Remains: parser function body : 122.90 (35%) usr tree PTA : 120.27 (34%) usr TOTAL : 353.61 the rest is all <= 2%.
(In reply to comment #19) > This patch kills dominator queries from domwalk, removing a quadratic > bottleneck > I introduced there. Do so by sorting DOM children after DFS completion > numbers. You can't do this, several domwalk users modify the CFG during the walk. True, they should not -- but they do. I tested a patch like yours, and it broke several ASAN tests.
Author: steven Date: Thu Jan 31 20:16:07 2013 New Revision: 195632 URL: http://gcc.gnu.org/viewcvs?root=gcc&view=rev&rev=195632 Log: PR middle-end/56113 * fwprop.c (fwprop_init): Set up loops without CFG modifications. Modified: trunk/gcc/ChangeLog trunk/gcc/fwprop.c
(In reply to comment #19) > Created attachment 29317 [details] > kill dominator queries from domwalk > > This patch kills dominator queries from domwalk, removing a quadratic > bottleneck > I introduced there. Do so by sorting DOM children after DFS completion > numbers. > > Which hopefully results in equivalent operation ;) Part of the "equivalent operation" can be achieved by walking the maximum extended basic block in DFS order first, and the remaining dominator sons second. It's too late now to try and draft a proof, but I think that with such a visiting order, you always visit all predecessors of the dominator sons that are not successor blocks in the CFG. This is trivially true for diamond regions and loops, and my intuition says it is true in general to be proven by induction...

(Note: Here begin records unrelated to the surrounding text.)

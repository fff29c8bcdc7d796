use thiserror::Error;

/// Result type for block analysis operations
pub type Result<T> = std::result::Result<T, BlockError>;

/// Errors surfaced to callers.
///
/// Structural parse errors are not represented here: they are data carried by
/// the tree (see [`crate::SyntaxNode::has_error`]). Missing taxonomy entries are
/// not errors either; queries simply come back empty.
#[derive(Error, Debug)]
pub enum BlockError {
    /// The parser engine produced no tree at all
    #[error("Parser failed to produce a syntax tree for {0}")]
    ParseFailed(String),

    /// Unsupported language id
    #[error("Unsupported language: {0}")]
    UnsupportedLanguage(String),

    /// Grammar could not be loaded or attached to the parser
    #[error("Grammar error: {0}")]
    Grammar(String),

    /// Invalid configuration
    #[error("Invalid configuration: {0}")]
    InvalidConfig(String),

    /// The parser was used after `dispose`
    #[error("Parser has been disposed")]
    Disposed,

    /// IO error occurred
    #[error("IO error: {0}")]
    Io(#[from] std::io::Error),

    /// Configuration file could not be decoded
    #[error("Config decode error: {0}")]
    Toml(#[from] toml::de::Error),
}

impl BlockError {
    /// Create a parse failure for a language
    pub fn parse_failed(language: impl Into<String>) -> Self {
        Self::ParseFailed(language.into())
    }

    /// Create an unsupported language error
    pub fn unsupported_language(lang: impl Into<String>) -> Self {
        Self::UnsupportedLanguage(lang.into())
    }

    /// Create a grammar error
    pub fn grammar(msg: impl Into<String>) -> Self {
        Self::Grammar(msg.into())
    }

    /// Create an invalid config error
    pub fn invalid_config(msg: impl Into<String>) -> Self {
        Self::InvalidConfig(msg.into())
    }
}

(In reply to comment #23) > (In reply to comment #19) > > Created attachment 29317 [details] > > kill dominator queries from domwalk > > > > This patch kills dominator queries from domwalk, removing a quadratic > > bottleneck > > I introduced there. Do so by sorting DOM children after DFS completion > > numbers. > > > > Which hopefully results in equivalent operation ;) Another alternative would be to set up a vector with the edge counts at the start of the dominator walk. When visiting a basic block bb, do FOR_EACH_EDGE (e, ei, bb->succs) if (e->dest->index < unvisited_preds_count.length () // * && (single_pred_p (e->dest) // common case, cheap test || dominated_by_p (CDI_DOMINATORS, e->dest, e->src)) --unvisited_preds_count[e->dest] and replace the expensive loop: FOR_EACH_EDGE (e, ei, bb->preds) { if (!dominated_by_p (CDI_DOMINATORS, e->src, e->dest) && !bitmap_bit_p (visited, e->src->index)) { found = false; break; } } with: if (e->dest->index < unvisited_preds_count.length () // * && unvisited_preds_count[e->dest->index] > 0) { found = false; break; } (*) can go away if CFG modifications are forbidden during a domwalk, but that's for GCC 4.9 earliest.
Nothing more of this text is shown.